Early lineage-specific master regulators are essential for the specification of cell types. However, once cells are committed to a specific fate, it is critical to restrict the activity of such factors to enable differentiation. To date, it remains unclear how these factors are silenced. Using the Drosophila mesoderm as a model and a comparative genomic approach, we identify the Hox transcription factor Ultrabithorax (Ubx) to be critical for the repression of the master regulator Twist. Mesoderm-specific Ubx loss-of-function experiments using CRISPR-Cas9 and overexpression studies demonstrate that Ubx majorly impacts twist transcription. A mechanistic analysis reveals that Ubx requires the NK-homeodomain protein Tinman to bind to the twist promoter. Furthermore, we find these factor interactions to be critical for silencing by recruiting the Polycomb DNA binding protein Pleiohomeotic. Altogether, our data reveal that Ubx is a critical player in mediating the silencing of Twist, which is crucial for coordinated muscle differentiation.

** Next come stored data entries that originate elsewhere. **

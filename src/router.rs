//! Inbound Event Router.
//!
//! Turns a Telegram update (message or callback query) into a store/service
//! call plus a reply, using the conversation FSM to interpret free-text
//! replies in context. Grounded on the original bot's per-topic handler
//! modules (`start.py`, `plan.py`, `evening.py`, `reminders.py`), collapsed
//! into one dispatcher since aiogram's `Router`/middleware machinery has no
//! counterpart here — a match on FSM state plus command text does the same
//! job for a single-process bot.

use chrono::Utc;
use sqlx::SqlitePool;
use tracing::{error, warn};

use crate::fsm::{ConversationState, FsmStore, SettingsField};
use crate::models::User;
use crate::plan;
use crate::reminders;
use crate::render::{self, Rendered};
use crate::store;
use crate::telegram_client::TelegramClient;
use crate::telegram_types::TgUpdate;
use crate::time_zone;

pub struct RouterContext<'a> {
    pub pool: &'a SqlitePool,
    pub client: &'a TelegramClient,
    pub fsm: &'a dyn FsmStore,
}

pub async fn handle_update(ctx: &RouterContext<'_>, update: TgUpdate) {
    if let Some(message) = update.message {
        let Some(from) = message.from.as_ref() else { return };
        let chat_id = message.chat.id;
        let text = message.text.unwrap_or_default();
        if let Err(e) = handle_message(ctx, from.id, chat_id, &text).await {
            error!(error = %e, "failed handling inbound message");
        }
    } else if let Some(callback) = update.callback_query {
        let Some(message) = &callback.message else { return };
        let chat_id = message.chat.id;
        if let Err(e) = handle_callback(ctx, callback.from.id, chat_id, &callback.id, &callback.data.unwrap_or_default()).await {
            error!(error = %e, "failed handling inbound callback");
        }
    }
}

async fn reply(ctx: &RouterContext<'_>, chat_id: i64, rendered: Rendered) -> anyhow::Result<()> {
    if let Err(e) = ctx.client.send_message(chat_id, &rendered).await {
        warn!(chat_id, error = %e, "failed to reply to inbound update");
    }
    Ok(())
}

async fn handle_message(ctx: &RouterContext<'_>, telegram_id: i64, chat_id: i64, text: &str) -> anyhow::Result<()> {
    let user = store::get_or_create_user(ctx.pool, telegram_id).await?;

    if let Some(command) = text.strip_prefix('/') {
        return handle_command(ctx, &user, chat_id, command).await;
    }

    match ctx.fsm.get(chat_id) {
        ConversationState::Idle => {
            reply(ctx, chat_id, render::plain_help()).await
        }
        ConversationState::OnboardingTimezone => handle_onboarding_timezone(ctx, &user, chat_id, text, true).await,
        ConversationState::OnboardingMorningTime => handle_onboarding_time(ctx, &user, chat_id, text, true, true).await,
        ConversationState::OnboardingEveningTime => handle_onboarding_time(ctx, &user, chat_id, text, false, true).await,
        ConversationState::AwaitingPlan { plan_date } => handle_plan_text(ctx, &user, chat_id, plan_date, text).await,
        ConversationState::AwaitingTaskComment { task_id } => handle_task_comment(ctx, chat_id, task_id, text).await,
        ConversationState::AwaitingSettingsField { field } => handle_settings_field(ctx, &user, chat_id, field, text).await,
    }
}

async fn handle_command(ctx: &RouterContext<'_>, user: &User, chat_id: i64, command: &str) -> anyhow::Result<()> {
    let (name, arg) = command.split_once(char::is_whitespace).unwrap_or((command, ""));
    match name {
        "start" => {
            ctx.fsm.set(chat_id, ConversationState::OnboardingTimezone);
            reply(ctx, chat_id, render::onboarding_timezone_prompt()).await
        }
        "settings" => reply(ctx, chat_id, render::settings_summary(user)).await,
        "timezone" => {
            ctx.fsm.set(chat_id, ConversationState::AwaitingSettingsField { field: SettingsField::Timezone });
            reply(ctx, chat_id, render::onboarding_timezone_prompt()).await
        }
        "set_morning" => {
            ctx.fsm.set(chat_id, ConversationState::AwaitingSettingsField { field: SettingsField::MorningTime });
            reply(ctx, chat_id, render::ask_time_of_day("morning")).await
        }
        "set_evening" => {
            ctx.fsm.set(chat_id, ConversationState::AwaitingSettingsField { field: SettingsField::EveningTime });
            reply(ctx, chat_id, render::ask_time_of_day("evening")).await
        }
        "set_interval" => {
            ctx.fsm.set(chat_id, ConversationState::AwaitingSettingsField { field: SettingsField::ReminderIntervalMinutes });
            reply(ctx, chat_id, render::plain_text("How many minutes between morning reminders? (5-720)")).await
        }
        "set_attempts" => {
            ctx.fsm.set(chat_id, ConversationState::AwaitingSettingsField { field: SettingsField::ReminderMaxAttempts });
            reply(ctx, chat_id, render::plain_text("Max morning reminders per day? (0-10)")).await
        }
        "reminders" => {
            let stats = reminders::stats(ctx.pool, user.id).await?;
            reply(ctx, chat_id, render::reminder_stats_summary(&stats)).await
        }
        "plan" => {
            let today = time_zone::local_date(Utc::now(), user_timezone(user));
            ctx.fsm.set(chat_id, ConversationState::AwaitingPlan { plan_date: today });
            reply(ctx, chat_id, render::morning_prompt()).await
        }
        "help" | "commands" => reply(ctx, chat_id, render::plain_help()).await,
        _ => {
            let _ = arg;
            reply(ctx, chat_id, render::plain_text("Unknown command. Send /help to see what I understand.")).await
        }
    }
}

fn user_timezone(user: &User) -> chrono_tz::Tz {
    time_zone::parse_timezone(&user.timezone).unwrap_or(chrono_tz::UTC)
}

/// Handles a timezone reply both during onboarding (`is_onboarding`,
/// advances to the morning-time step) and from `/timezone` outside of it
/// (just updates the setting and returns to Idle).
async fn handle_onboarding_timezone(ctx: &RouterContext<'_>, user: &User, chat_id: i64, text: &str, is_onboarding: bool) -> anyhow::Result<()> {
    match time_zone::parse_timezone(text.trim()) {
        Ok(_) => {
            store::update_user_settings(
                ctx.pool,
                user.id,
                text.trim(),
                &user.notify_morning_time,
                &user.notify_evening_time,
                user.morning_reminder_interval_minutes,
                user.morning_reminder_max_attempts,
            )
            .await?;

            if is_onboarding {
                store::confirm_onboarding_timezone(ctx.pool, user.id).await?;
                ctx.fsm.set(chat_id, ConversationState::OnboardingMorningTime);
                reply(ctx, chat_id, render::ask_time_of_day("morning")).await
            } else {
                ctx.fsm.clear(chat_id);
                reply(ctx, chat_id, render::plain_text("Timezone updated.")).await
            }
        }
        Err(_) => reply(ctx, chat_id, render::plain_text("I don't recognize that timezone. Send an IANA name, e.g. Europe/Berlin.")).await,
    }
}

/// Handles a time-of-day reply both during onboarding (`is_onboarding`,
/// morning advances to the evening step, evening confirms and clears to
/// Idle) and from `/set_morning`/`/set_evening` outside of it.
async fn handle_onboarding_time(ctx: &RouterContext<'_>, user: &User, chat_id: i64, text: &str, morning: bool, is_onboarding: bool) -> anyhow::Result<()> {
    match time_zone::parse_time_of_day(text.trim()) {
        Ok(_) => {
            let (morning_time, evening_time) = if morning {
                (text.trim(), user.notify_evening_time.as_str())
            } else {
                (user.notify_morning_time.as_str(), text.trim())
            };
            store::update_user_settings(
                ctx.pool,
                user.id,
                &user.timezone,
                morning_time,
                evening_time,
                user.morning_reminder_interval_minutes,
                user.morning_reminder_max_attempts,
            )
            .await?;

            if is_onboarding && morning {
                store::confirm_onboarding_morning(ctx.pool, user.id).await?;
                ctx.fsm.set(chat_id, ConversationState::OnboardingEveningTime);
                reply(ctx, chat_id, render::ask_time_of_day("evening")).await
            } else if is_onboarding {
                store::confirm_onboarding_evening(ctx.pool, user.id).await?;
                ctx.fsm.clear(chat_id);
                reply(ctx, chat_id, render::plain_text("All set. Send /settings any time to review or change your schedule.")).await
            } else {
                ctx.fsm.clear(chat_id);
                reply(ctx, chat_id, render::plain_text("Got it.")).await
            }
        }
        Err(_) => reply(ctx, chat_id, render::plain_text("Please send a time as HH:MM, e.g. 07:30.")).await,
    }
}

async fn handle_plan_text(ctx: &RouterContext<'_>, user: &User, chat_id: i64, plan_date: chrono::NaiveDate, text: &str) -> anyhow::Result<()> {
    match plan::save_plan(ctx.pool, user.id, plan_date, text).await {
        Ok(_) => {
            ctx.fsm.clear(chat_id);
            reply(ctx, chat_id, render::plain_text("Plan saved. I'll check in this evening.")).await
        }
        Err(e) => reply(ctx, chat_id, render::plain_text(&format!("Couldn't save that plan: {e}"))).await,
    }
}

async fn handle_task_comment(ctx: &RouterContext<'_>, chat_id: i64, task_id: i64, text: &str) -> anyhow::Result<()> {
    let comment = text.trim();
    let comment = if comment.is_empty() || comment == "-" { None } else { Some(&comment[..comment.len().min(500)]) };
    store::set_task_comment(ctx.pool, task_id, comment).await?;
    ctx.fsm.clear(chat_id);
    reply(ctx, chat_id, render::plain_text("Noted.")).await
}

async fn handle_settings_field(ctx: &RouterContext<'_>, user: &User, chat_id: i64, field: SettingsField, text: &str) -> anyhow::Result<()> {
    let text = text.trim();
    match field {
        SettingsField::Timezone => handle_onboarding_timezone(ctx, user, chat_id, text, false).await,
        SettingsField::MorningTime => handle_onboarding_time(ctx, user, chat_id, text, true, false).await,
        SettingsField::EveningTime => handle_onboarding_time(ctx, user, chat_id, text, false, false).await,
        SettingsField::ReminderIntervalMinutes => match text.parse::<i64>() {
            Ok(minutes) if reminders::validate_interval(minutes).is_ok() => {
                store::update_user_settings(
                    ctx.pool,
                    user.id,
                    &user.timezone,
                    &user.notify_morning_time,
                    &user.notify_evening_time,
                    minutes,
                    user.morning_reminder_max_attempts,
                )
                .await?;
                ctx.fsm.clear(chat_id);
                reply(ctx, chat_id, render::plain_text("Reminder interval updated.")).await
            }
            _ => reply(ctx, chat_id, render::plain_text("Send a whole number of minutes between 5 and 720.")).await,
        },
        SettingsField::ReminderMaxAttempts => match text.parse::<i64>() {
            Ok(attempts) if reminders::validate_max_attempts(attempts).is_ok() => {
                store::update_user_settings(
                    ctx.pool,
                    user.id,
                    &user.timezone,
                    &user.notify_morning_time,
                    &user.notify_evening_time,
                    user.morning_reminder_interval_minutes,
                    attempts,
                )
                .await?;
                ctx.fsm.clear(chat_id);
                reply(ctx, chat_id, render::plain_text("Reminder cap updated.")).await
            }
            _ => reply(ctx, chat_id, render::plain_text("Send a whole number between 0 and 10.")).await,
        },
    }
}

async fn handle_callback(ctx: &RouterContext<'_>, telegram_id: i64, chat_id: i64, callback_id: &str, data: &str) -> anyhow::Result<()> {
    let user = store::get_or_create_user(ctx.pool, telegram_id).await?;
    let _ = ctx.client.answer_callback_query(callback_id).await;

    if let Some(task_id) = data.strip_prefix("task:done:").and_then(|s| s.parse::<i64>().ok()) {
        store::set_task_status(ctx.pool, task_id, "done", None).await?;
        return reply(ctx, chat_id, render::plain_text("Marked done.")).await;
    }
    if let Some(task_id) = data.strip_prefix("task:partial:").and_then(|s| s.parse::<i64>().ok()) {
        store::set_task_status(ctx.pool, task_id, "partial", None).await?;
        ctx.fsm.set(chat_id, ConversationState::AwaitingTaskComment { task_id });
        return reply(ctx, chat_id, render::plain_text("Marked partial. Anything you want to note? Send a comment, or \"-\" to skip.")).await;
    }
    if let Some(task_id) = data.strip_prefix("task:failed:").and_then(|s| s.parse::<i64>().ok()) {
        store::set_task_status(ctx.pool, task_id, "failed", None).await?;
        ctx.fsm.set(chat_id, ConversationState::AwaitingTaskComment { task_id });
        return reply(ctx, chat_id, render::plain_text("Marked failed. Anything you want to note? Send a comment, or \"-\" to skip.")).await;
    }

    let _ = user;
    Ok(())
}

早期谱系特定的主调节器对于细胞类型的规范至关重要。然而，一旦细胞被赋予特定的命运，就必须限制这些因子的活性以实现分化。迄今为止，尚不清楚这些因素是如何被压制的。使用果蝇中胚层作为模型和比较基因组方法，我们确定 Hox 转录因子 Ultrabithorax (Ubx) 对抑制主调节器 Twist 至关重要。使用 CRISPR-Cas9 和过表达研究的中胚层特异性 Ubx 功能丧失实验表明 Ubx 主要影响扭曲转录。机制分析表明 Ubx 需要 NK 同源域蛋白 Tinman 与扭曲结合发起人。此外，我们发现这些因子相互作用对于通过招募 Polycomb DNA 结合蛋白 Pleiohomeotic 进行沉默至关重要。总而言之，我们的数据显示 Ubx 是调解 Twist 沉默的关键参与者，这对于协调肌肉分化至关重要。